WHAT IS BEING ASKED
Consider the entries below. Count the lines holding the string "order" and state the number only.
SOURCE RECORDS Block Start
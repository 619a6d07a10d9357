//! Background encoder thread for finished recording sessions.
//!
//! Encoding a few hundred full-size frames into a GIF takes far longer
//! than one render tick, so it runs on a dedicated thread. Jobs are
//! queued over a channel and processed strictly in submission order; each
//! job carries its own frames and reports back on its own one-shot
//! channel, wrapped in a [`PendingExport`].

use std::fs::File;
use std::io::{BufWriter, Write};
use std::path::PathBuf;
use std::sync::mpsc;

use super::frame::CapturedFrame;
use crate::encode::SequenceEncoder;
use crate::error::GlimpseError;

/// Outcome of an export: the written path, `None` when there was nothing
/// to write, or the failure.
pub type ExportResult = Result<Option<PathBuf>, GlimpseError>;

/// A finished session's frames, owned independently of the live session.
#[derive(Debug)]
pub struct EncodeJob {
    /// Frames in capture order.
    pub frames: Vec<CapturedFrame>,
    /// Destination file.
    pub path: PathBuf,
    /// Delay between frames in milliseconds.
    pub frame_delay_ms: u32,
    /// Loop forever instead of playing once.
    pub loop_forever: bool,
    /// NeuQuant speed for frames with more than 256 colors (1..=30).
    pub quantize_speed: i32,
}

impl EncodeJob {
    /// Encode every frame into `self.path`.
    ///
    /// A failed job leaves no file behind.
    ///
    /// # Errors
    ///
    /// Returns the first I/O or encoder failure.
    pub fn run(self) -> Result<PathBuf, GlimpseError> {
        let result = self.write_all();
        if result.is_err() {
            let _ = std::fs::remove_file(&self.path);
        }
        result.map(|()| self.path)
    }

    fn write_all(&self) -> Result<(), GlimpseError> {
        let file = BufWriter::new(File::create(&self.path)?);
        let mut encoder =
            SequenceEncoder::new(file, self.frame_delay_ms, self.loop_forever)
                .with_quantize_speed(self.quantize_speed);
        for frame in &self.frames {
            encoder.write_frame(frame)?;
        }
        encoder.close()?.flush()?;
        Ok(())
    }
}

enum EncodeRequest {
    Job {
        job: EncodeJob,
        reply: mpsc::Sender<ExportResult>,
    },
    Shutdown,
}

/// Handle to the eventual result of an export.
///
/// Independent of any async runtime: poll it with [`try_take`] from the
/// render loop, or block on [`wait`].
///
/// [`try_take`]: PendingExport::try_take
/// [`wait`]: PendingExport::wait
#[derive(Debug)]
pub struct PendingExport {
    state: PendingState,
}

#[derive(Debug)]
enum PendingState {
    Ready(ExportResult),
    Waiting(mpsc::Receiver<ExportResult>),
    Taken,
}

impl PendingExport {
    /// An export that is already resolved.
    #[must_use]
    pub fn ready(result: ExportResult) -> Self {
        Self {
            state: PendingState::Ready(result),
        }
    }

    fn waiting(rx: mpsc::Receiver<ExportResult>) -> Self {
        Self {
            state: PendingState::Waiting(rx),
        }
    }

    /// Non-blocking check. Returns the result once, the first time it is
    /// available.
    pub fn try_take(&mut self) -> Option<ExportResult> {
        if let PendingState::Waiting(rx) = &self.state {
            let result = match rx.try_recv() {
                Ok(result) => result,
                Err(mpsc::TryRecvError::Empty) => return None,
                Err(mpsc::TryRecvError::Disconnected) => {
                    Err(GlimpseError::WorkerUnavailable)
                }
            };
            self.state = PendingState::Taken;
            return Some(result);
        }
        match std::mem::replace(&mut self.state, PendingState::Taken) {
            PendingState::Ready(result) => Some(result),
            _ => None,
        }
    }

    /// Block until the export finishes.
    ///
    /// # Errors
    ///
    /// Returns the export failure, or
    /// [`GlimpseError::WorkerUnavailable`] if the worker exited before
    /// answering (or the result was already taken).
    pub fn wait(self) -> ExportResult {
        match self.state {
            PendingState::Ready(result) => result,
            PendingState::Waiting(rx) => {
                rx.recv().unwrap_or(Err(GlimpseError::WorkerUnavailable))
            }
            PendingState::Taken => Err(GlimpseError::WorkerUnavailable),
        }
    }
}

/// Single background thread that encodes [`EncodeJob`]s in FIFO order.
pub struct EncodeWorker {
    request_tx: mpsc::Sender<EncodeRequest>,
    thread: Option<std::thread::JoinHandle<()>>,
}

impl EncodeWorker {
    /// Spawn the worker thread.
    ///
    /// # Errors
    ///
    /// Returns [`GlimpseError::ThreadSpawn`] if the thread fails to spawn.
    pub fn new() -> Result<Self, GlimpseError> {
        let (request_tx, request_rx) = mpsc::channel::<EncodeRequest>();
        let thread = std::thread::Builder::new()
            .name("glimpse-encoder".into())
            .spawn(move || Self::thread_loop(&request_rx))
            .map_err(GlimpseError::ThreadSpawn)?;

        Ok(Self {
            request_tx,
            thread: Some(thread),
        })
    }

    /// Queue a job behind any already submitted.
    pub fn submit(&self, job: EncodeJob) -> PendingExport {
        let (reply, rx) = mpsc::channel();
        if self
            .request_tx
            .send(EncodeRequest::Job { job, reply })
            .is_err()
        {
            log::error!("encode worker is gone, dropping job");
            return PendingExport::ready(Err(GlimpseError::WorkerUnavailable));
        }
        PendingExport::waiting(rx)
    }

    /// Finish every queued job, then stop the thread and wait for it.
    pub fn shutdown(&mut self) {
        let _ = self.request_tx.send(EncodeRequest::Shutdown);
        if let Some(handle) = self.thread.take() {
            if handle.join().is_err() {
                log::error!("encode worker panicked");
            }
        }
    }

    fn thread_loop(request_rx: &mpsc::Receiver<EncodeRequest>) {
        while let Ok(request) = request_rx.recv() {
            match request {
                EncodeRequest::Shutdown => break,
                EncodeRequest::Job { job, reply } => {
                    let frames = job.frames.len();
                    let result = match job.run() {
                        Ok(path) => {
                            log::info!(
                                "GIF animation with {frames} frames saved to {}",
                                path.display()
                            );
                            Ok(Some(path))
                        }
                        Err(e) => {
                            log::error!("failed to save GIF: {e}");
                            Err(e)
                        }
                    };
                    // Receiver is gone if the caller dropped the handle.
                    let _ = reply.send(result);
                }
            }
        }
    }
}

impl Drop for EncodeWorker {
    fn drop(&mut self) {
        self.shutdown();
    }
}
SOURCE RECORDS Block End
RESULT OF THIS TASK
3